-- Supplied entries follows --

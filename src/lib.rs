//! Multi-camera live frame relay.
//!
//! camrelay keeps one upstream WebSocket per camera alive, normalizes every
//! frame it receives to a canonical JPEG and fans the latest frame out to any
//! number of viewers on a fixed tick.
//!
//! # Pipeline
//!
//! ```text
//! camera source -> IngestConnector -> FrameStore -> BroadcastServer -> viewers
//!                                         |
//!                                         +-------> StatusReporter -> subscribers
//! ```
//!
//! - **Ingest** ([`ingest`]): reconnects with exponential backoff, drops
//!   malformed frames, gives up after a bounded number of retries.
//! - **Store** ([`FrameStore`]): latest-wins slot per camera, never blocks the writer.
//! - **Broadcast** ([`broadcast`]): ~30 Hz push of the current frame, or a
//!   placeholder until the first frame arrives.
//! - **Status** ([`status`]): per-camera connection and frame counters once a second.
//!
//! Cameras are independent: a failure in one camera's pipeline never affects
//! another. The only fatal error is failing to bind a port at startup.
//!
//! # Quick Start
//!
//! ```rust,no_run
//! use camrelay::{Relay, RelayConfig};
//!
//! #[tokio::main]
//! async fn main() -> Result<(), Box<dyn std::error::Error>> {
//!     let config = RelayConfig::load("relay.yaml")?;
//!     let relay = Relay::start(config).await?;
//!
//!     tokio::signal::ctrl_c().await?;
//!     relay.shutdown().await;
//!     Ok(())
//! }
//! ```

// Core types and error handling
pub mod config;
mod error;
#[cfg_attr(any(test, feature = "benchmark"), path = "test_utils.rs")]
#[cfg(any(test, feature = "benchmark"))]
pub mod test_utils;
pub mod types;

// Frame pipeline
pub mod codec;
pub mod ingest;
pub mod store;
pub mod stream;

// Downstream servers
pub mod broadcast;
pub mod page;
pub mod status;
pub mod viewer;

// Process wiring
pub mod relay;

// Core exports
pub use config::{BroadcastSettings, CameraConfig, IngestSettings, RelayConfig, StatusSettings};
pub use error::*;
pub use types::*;

// Pipeline exports
pub use codec::FrameCodec;
pub use ingest::{IngestConnector, IngestExit, RetryPolicy};
pub use relay::Relay;
pub use store::{CameraStatus, FrameStore, StatusSnapshot};
pub use stream::ThrottleExt;
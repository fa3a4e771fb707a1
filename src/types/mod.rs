//! Core types shared by the relay pipeline.
//!
//! - [`CameraId`] names one configured camera
//! - [`FrameRecord`] is the latest-wins unit held by the frame store
//! - [`LinkState`] tracks a camera's ingest connector state machine
//! - [`UpdateRate`] controls frame subscription throttling
//! - [`IngestEnvelope`] and [`ViewerFrame`] are the JSON wire envelopes

mod camera;
mod frame;
mod link_state;
mod update_rate;
mod wire;

pub use camera::CameraId;
pub use frame::FrameRecord;
pub use link_state::LinkState;
pub use update_rate::UpdateRate;
pub use wire::{IngestEnvelope, ViewerFrame, WAITING_FOR_FIRST_FRAME};
//! Reconnection backoff schedule

use std::time::Duration;

/// Delays between reconnection attempts, in multiples of a base time unit.
///
/// The n-th consecutive transient failure waits `min(2^n, max_backoff_units)`
/// units. Once the failure count exceeds `max_retries` the camera gives up.
/// Unclassified faults wait a fixed `unexpected_pause_units` and do not count
/// against the budget.
#[derive(Debug, Clone, Copy, PartialEq, Eq)]
pub struct RetryPolicy {
    pub unit: Duration,
    pub max_retries: u32,
    pub max_backoff_units: u32,
    pub unexpected_pause_units: u32,
}

impl Default for RetryPolicy {
    fn default() -> Self {
        Self {
            unit: Duration::from_secs(1),
            max_retries: 5,
            max_backoff_units: 30,
            unexpected_pause_units: 5,
        }
    }
}

impl RetryPolicy {
    /// Delay before the next attempt after `retry_count` consecutive failures,
    /// or `None` once the budget is exhausted.
    pub fn backoff(&self, retry_count: u32) -> Option<Duration> {
        if retry_count > self.max_retries {
            return None;
        }
        let units = 1u32.checked_shl(retry_count).unwrap_or(u32::MAX).min(self.max_backoff_units);
        Some(self.unit * units)
    }

    /// Fixed pause after an unclassified upstream error.
    pub fn unexpected_pause(&self) -> Duration {
        self.unit * self.unexpected_pause_units
    }

    /// Full backoff schedule until the budget runs out.
    pub fn schedule(&self) -> impl Iterator<Item = Duration> + '_ {
        (1..).map_while(|retry| self.backoff(retry))
    }
}

#[cfg(test)]
mod tests {
    use super::*;
    use proptest::prelude::*;

    #[test]
    fn default_schedule_doubles_then_caps() {
        let policy = RetryPolicy::default();
        let schedule: Vec<u64> = policy.schedule().map(|d| d.as_secs()).collect();
        assert_eq!(schedule, vec![2, 4, 8, 16, 30]);
        assert_eq!(policy.backoff(6), None);
        assert_eq!(policy.unexpected_pause(), Duration::from_secs(5));
    }

    #[test]
    fn larger_budget_stays_capped() {
        let policy = RetryPolicy { max_retries: 40, ..RetryPolicy::default() };
        let schedule: Vec<u64> = policy.schedule().map(|d| d.as_secs()).collect();
        assert_eq!(&schedule[..6], &[2, 4, 8, 16, 30, 30]);
        assert_eq!(schedule.len(), 40);
        assert!(schedule.iter().all(|&s| s <= 30));
    }

    #[test]
    fn unit_scales_delays() {
        let policy = RetryPolicy { unit: Duration::from_millis(10), ..RetryPolicy::default() };
        assert_eq!(policy.backoff(1), Some(Duration::from_millis(20)));
        assert_eq!(policy.backoff(5), Some(Duration::from_millis(300)));
    }

    proptest! {
        #[test]
        fn backoff_is_monotonic_and_capped(max_retries in 0u32..64, cap in 1u32..600) {
            let policy = RetryPolicy { max_retries, max_backoff_units: cap, ..RetryPolicy::default() };
            let schedule: Vec<Duration> = policy.schedule().collect();

            prop_assert_eq!(schedule.len() as u32, max_retries);
            prop_assert!(schedule.windows(2).all(|w| w[0] <= w[1]));
            prop_assert!(schedule.iter().all(|d| *d <= policy.unit * cap));
            prop_assert_eq!(policy.backoff(max_retries + 1), None);
        }
    }
}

-- Supplied entries concluded --

▶ _What to produce_
Word for word, restate the material above.

▶ _Solution for this exercise_
filename src/lib.rs
//! Multi-camera live frame relay.
//!
//! camrelay keeps one upstream WebSocket per camera alive, normalizes every
//! frame it receives to a canonical JPEG and fans the latest frame out to any
//! number of viewers on a fixed tick.
//!
//! # Pipeline
//!
//! ```text
//! camera source -> IngestConnector -> FrameStore -> BroadcastServer -> viewers
//!                                         |
//!                                         +-------> StatusReporter -> subscribers
//! ```
//!
//! - **Ingest** ([`ingest`]): reconnects with exponential backoff, drops
//!   malformed frames, gives up after a bounded number of retries.
//! - **Store** ([`FrameStore`]): latest-wins slot per camera, never blocks the writer.
//! - **Broadcast** ([`broadcast`]): ~30 Hz push of the current frame, or a
//!   placeholder until the first frame arrives.
//! - **Status** ([`status`]): per-camera connection and frame counters once a second.
//!
//! Cameras are independent: a failure in one camera's pipeline never affects
//! another. The only fatal error is failing to bind a port at startup.
//!
//! # Quick Start
//!
//! ```rust,no_run
//! use camrelay::{Relay, RelayConfig};
//!
//! #[tokio::main]
//! async fn main() -> Result<(), Box<dyn std::error::Error>> {
//!     let config = RelayConfig::load("relay.yaml")?;
//!     let relay = Relay::start(config).await?;
//!
//!     tokio::signal::ctrl_c().await?;
//!     relay.shutdown().await;
//!     Ok(())
//! }
//! ```

// Core types and error handling
pub mod config;
mod error;
#[cfg_attr(any(test, feature = "benchmark"), path = "test_utils.rs")]
#[cfg(any(test, feature = "benchmark"))]
pub mod test_utils;
pub mod types;

// Frame pipeline
pub mod codec;
pub mod ingest;
pub mod store;
pub mod stream;

// Downstream servers
pub mod broadcast;
pub mod page;
pub mod status;
pub mod viewer;

// Process wiring
pub mod relay;

// Core exports
pub use config::{BroadcastSettings, CameraConfig, IngestSettings, RelayConfig, StatusSettings};
pub use error::*;
pub use types::*;

// Pipeline exports
pub use codec::FrameCodec;
pub use ingest::{IngestConnector, IngestExit, RetryPolicy};
pub use relay::Relay;
pub use store::{CameraStatus, FrameStore, StatusSnapshot};
pub use stream::ThrottleExt;
repository fa3a4e771fb707a1
filename src/types/mod.rs
//! Core types shared by the relay pipeline.
//!
//! - [`CameraId`] names one configured camera
//! - [`FrameRecord`] is the latest-wins unit held by the frame store
//! - [`LinkState`] tracks a camera's ingest connector state machine
//! - [`UpdateRate`] controls frame subscription throttling
//! - [`IngestEnvelope`] and [`ViewerFrame`] are the JSON wire envelopes

mod camera;
mod frame;
mod link_state;
mod update_rate;
mod wire;

pub use camera::CameraId;
pub use frame::FrameRecord;
pub use link_state::LinkState;
pub use update_rate::UpdateRate;
pub use wire::{IngestEnvelope, ViewerFrame, WAITING_FOR_FIRST_FRAME};
//! Reconnection backoff schedule

use std::time::Duration;

/// Delays between reconnection attempts, in multiples of a base time unit.
///
/// The n-th consecutive transient failure waits `min(2^n, max_backoff_units)`
/// units. Once the failure count exceeds `max_retries` the camera gives up.
/// Unclassified faults wait a fixed `unexpected_pause_units` and do not count
/// against the budget.
#[derive(Debug, Clone, Copy, PartialEq, Eq)]
pub struct RetryPolicy {
    pub unit: Duration,
    pub max_retries: u32,
    pub max_backoff_units: u32,
    pub unexpected_pause_units: u32,
}

impl Default for RetryPolicy {
    fn default() -> Self {
        Self {
            unit: Duration::from_secs(1),
            max_retries: 5,
            max_backoff_units: 30,
            unexpected_pause_units: 5,
        }
    }
}

impl RetryPolicy {
    /// Delay before the next attempt after `retry_count` consecutive failures,
    /// or `None` once the budget is exhausted.
    pub fn backoff(&self, retry_count: u32) -> Option<Duration> {
        if retry_count > self.max_retries {
            return None;
        }
        let units = 1u32.checked_shl(retry_count).unwrap_or(u32::MAX).min(self.max_backoff_units);
        Some(self.unit * units)
    }

    /// Fixed pause after an unclassified upstream error.
    pub fn unexpected_pause(&self) -> Duration {
        self.unit * self.unexpected_pause_units
    }

    /// Full backoff schedule until the budget runs out.
    pub fn schedule(&self) -> impl Iterator<Item = Duration> + '_ {
        (1..).map_while(|retry| self.backoff(retry))
    }
}

#[cfg(test)]
mod tests {
    use super::*;
    use proptest::prelude::*;

    #[test]
    fn default_schedule_doubles_then_caps() {
        let policy = RetryPolicy::default();
        let schedule: Vec<u64> = policy.schedule().map(|d| d.as_secs()).collect();
        assert_eq!(schedule, vec![2, 4, 8, 16, 30]);
        assert_eq!(policy.backoff(6), None);
        assert_eq!(policy.unexpected_pause(), Duration::from_secs(5));
    }

    #[test]
    fn larger_budget_stays_capped() {
        let policy = RetryPolicy { max_retries: 40, ..RetryPolicy::default() };
        let schedule: Vec<u64> = policy.schedule().map(|d| d.as_secs()).collect();
        assert_eq!(&schedule[..6], &[2, 4, 8, 16, 30, 30]);
        assert_eq!(schedule.len(), 40);
        assert!(schedule.iter().all(|&s| s <= 30));
    }

    #[test]
    fn unit_scales_delays() {
        let policy = RetryPolicy { unit: Duration::from_millis(10), ..RetryPolicy::default() };
        assert_eq!(policy.backoff(1), Some(Duration::from_millis(20)));
        assert_eq!(policy.backoff(5), Some(Duration::from_millis(300)));
    }

    proptest! {
        #[test]
        fn backoff_is_monotonic_and_capped(max_retries in 0u32..64, cap in 1u32..600) {
            let policy = RetryPolicy { max_retries, max_backoff_units: cap, ..RetryPolicy::default() };
            let schedule: Vec<Duration> = policy.schedule().collect();

            prop_assert_eq!(schedule.len() as u32, max_retries);
            prop_assert!(schedule.windows(2).all(|w| w[0] <= w[1]));
            prop_assert!(schedule.iter().all(|d| *d <= policy.unit * cap));
            prop_assert_eq!(policy.backoff(max_retries + 1), None);
        }
    }
}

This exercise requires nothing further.